What you need to do is retype every entry exactly as written.

══ MATERIALS PROVIDED

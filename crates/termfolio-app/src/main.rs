//! termfolio terminal entry point.
//!
//! Plays the boot sequence, then runs an interactive portfolio shell in the
//! current terminal. Tab completes, Up/Down walk history, Ctrl+L clears the
//! screen, Esc / Ctrl+C / Ctrl+D quit.

mod input;
mod plain;
mod render;

use std::io::{self, Stdout};
use std::path::Path;
use std::time::{Duration, Instant};

use anyhow::{Context, Result};
use crossterm::event::{self, Event};
use crossterm::terminal::{disable_raw_mode, enable_raw_mode};

use input::InputResult;
use render::TerminalRenderer;
use termfolio_core::{BootPoll, Renderer, Session};
use termfolio_types::config::TermfolioConfig;

type TermSession = Session<TerminalRenderer<Stdout>>;

/// Restores the terminal on drop (including panics).
struct TerminalGuard;

impl Drop for TerminalGuard {
    fn drop(&mut self) {
        let _ = disable_raw_mode();
        let _ = crossterm::execute!(io::stdout(), crossterm::cursor::Show);
    }
}

fn main() -> Result<()> {
    env_logger::Builder::from_env(env_logger::Env::default().default_filter_or("warn")).init();

    let config = load_config()?;
    log::info!("Starting termfolio for {}", config.site);

    let renderer = TerminalRenderer::new(io::stdout(), &config.prompt);
    let mut session = Session::new(&config, renderer);

    enable_raw_mode().context("enabling raw mode")?;
    let _guard = TerminalGuard;

    session.renderer_mut().clear();
    if boot(&mut session)? == InputResult::Quit {
        return Ok(());
    }
    run(&mut session)?;

    session.renderer_mut().clear_prompt()?;
    Ok(())
}

/// Config from the first CLI argument, then `TERMFOLIO_CONFIG`, then the
/// built-in defaults.
fn load_config() -> Result<TermfolioConfig> {
    let path = std::env::args()
        .nth(1)
        .or_else(|| std::env::var("TERMFOLIO_CONFIG").ok());
    match path {
        Some(path) => {
            let config = TermfolioConfig::load(Path::new(&path))
                .with_context(|| format!("loading config from {path}"))?;
            log::info!("Loaded config: {path}");
            Ok(config)
        },
        None => Ok(TermfolioConfig::default()),
    }
}

/// Play the boot sequence. Keys pressed meanwhile are fed to the session,
/// which discards them; only the quit keys take effect.
fn boot(session: &mut TermSession) -> Result<InputResult> {
    loop {
        match session.poll_boot() {
            BootPoll::Complete => return Ok(InputResult::Continue),
            BootPoll::Sleep(delay) => {
                if drain_keys(session, delay)? == InputResult::Quit {
                    return Ok(InputResult::Quit);
                }
            },
        }
    }
}

fn drain_keys(session: &mut TermSession, delay: Duration) -> Result<InputResult> {
    let deadline = Instant::now() + delay;
    loop {
        let remaining = deadline.saturating_duration_since(Instant::now());
        if remaining.is_zero() || !event::poll(remaining)? {
            return Ok(InputResult::Continue);
        }
        if let Event::Key(key) = event::read()? {
            if input::is_quit(&key) {
                return Ok(InputResult::Quit);
            }
            if let Some(key) = input::translate(&key) {
                session.handle_key(key);
            }
        }
    }
}

/// Interactive loop: one key at a time until a quit key.
fn run(session: &mut TermSession) -> Result<()> {
    redraw_prompt(session)?;
    loop {
        let Event::Key(key) = event::read()? else {
            continue;
        };
        if input::is_quit(&key) {
            return Ok(());
        }
        let Some(key) = input::translate(&key) else {
            continue;
        };
        session.renderer_mut().clear_prompt()?;
        session.handle_key(key);
        redraw_prompt(session)?;
    }
}

fn redraw_prompt(session: &mut TermSession) -> Result<()> {
    let line = session.input().clone();
    session.renderer_mut().draw_prompt(&line)?;
    Ok(())
}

════

* SOLUTION TO THIS TASK:
filename crates/termfolio-app/src/main.rs
//! termfolio terminal entry point.
//!
//! Plays the boot sequence, then runs an interactive portfolio shell in the
//! current terminal. Tab completes, Up/Down walk history, Ctrl+L clears the
//! screen, Esc / Ctrl+C / Ctrl+D quit.

mod input;
mod plain;
mod render;

use std::io::{self, Stdout};
use std::path::Path;
use std::time::{Duration, Instant};

use anyhow::{Context, Result};
use crossterm::event::{self, Event};
use crossterm::terminal::{disable_raw_mode, enable_raw_mode};

use input::InputResult;
use render::TerminalRenderer;
use termfolio_core::{BootPoll, Renderer, Session};
use termfolio_types::config::TermfolioConfig;

type TermSession = Session<TerminalRenderer<Stdout>>;

/// Restores the terminal on drop (including panics).
struct TerminalGuard;

impl Drop for TerminalGuard {
    fn drop(&mut self) {
        let _ = disable_raw_mode();
        let _ = crossterm::execute!(io::stdout(), crossterm::cursor::Show);
    }
}

fn main() -> Result<()> {
    env_logger::Builder::from_env(env_logger::Env::default().default_filter_or("warn")).init();

    let config = load_config()?;
    log::info!("Starting termfolio for {}", config.site);

    let renderer = TerminalRenderer::new(io::stdout(), &config.prompt);
    let mut session = Session::new(&config, renderer);

    enable_raw_mode().context("enabling raw mode")?;
    let _guard = TerminalGuard;

    session.renderer_mut().clear();
    if boot(&mut session)? == InputResult::Quit {
        return Ok(());
    }
    run(&mut session)?;

    session.renderer_mut().clear_prompt()?;
    Ok(())
}

/// Config from the first CLI argument, then `TERMFOLIO_CONFIG`, then the
/// built-in defaults.
fn load_config() -> Result<TermfolioConfig> {
    let path = std::env::args()
        .nth(1)
        .or_else(|| std::env::var("TERMFOLIO_CONFIG").ok());
    match path {
        Some(path) => {
            let config = TermfolioConfig::load(Path::new(&path))
                .with_context(|| format!("loading config from {path}"))?;
            log::info!("Loaded config: {path}");
            Ok(config)
        },
        None => Ok(TermfolioConfig::default()),
    }
}

/// Play the boot sequence. Keys pressed meanwhile are fed to the session,
/// which discards them; only the quit keys take effect.
fn boot(session: &mut TermSession) -> Result<InputResult> {
    loop {
        match session.poll_boot() {
            BootPoll::Complete => return Ok(InputResult::Continue),
            BootPoll::Sleep(delay) => {
                if drain_keys(session, delay)? == InputResult::Quit {
                    return Ok(InputResult::Quit);
                }
            },
        }
    }
}

fn drain_keys(session: &mut TermSession, delay: Duration) -> Result<InputResult> {
    let deadline = Instant::now() + delay;
    loop {
        let remaining = deadline.saturating_duration_since(Instant::now());
        if remaining.is_zero() || !event::poll(remaining)? {
            return Ok(InputResult::Continue);
        }
        if let Event::Key(key) = event::read()? {
            if input::is_quit(&key) {
                return Ok(InputResult::Quit);
            }
            if let Some(key) = input::translate(&key) {
                session.handle_key(key);
            }
        }
    }
}

/// Interactive loop: one key at a time until a quit key.
fn run(session: &mut TermSession) -> Result<()> {
    redraw_prompt(session)?;
    loop {
        let Event::Key(key) = event::read()? else {
            continue;
        };
        if input::is_quit(&key) {
            return Ok(());
        }
        let Some(key) = input::translate(&key) else {
            continue;
        };
        session.renderer_mut().clear_prompt()?;
        session.handle_key(key);
        redraw_prompt(session)?;
    }
}

fn redraw_prompt(session: &mut TermSession) -> Result<()> {
    let line = session.input().clone();
    session.renderer_mut().draw_prompt(&line)?;
    Ok(())
}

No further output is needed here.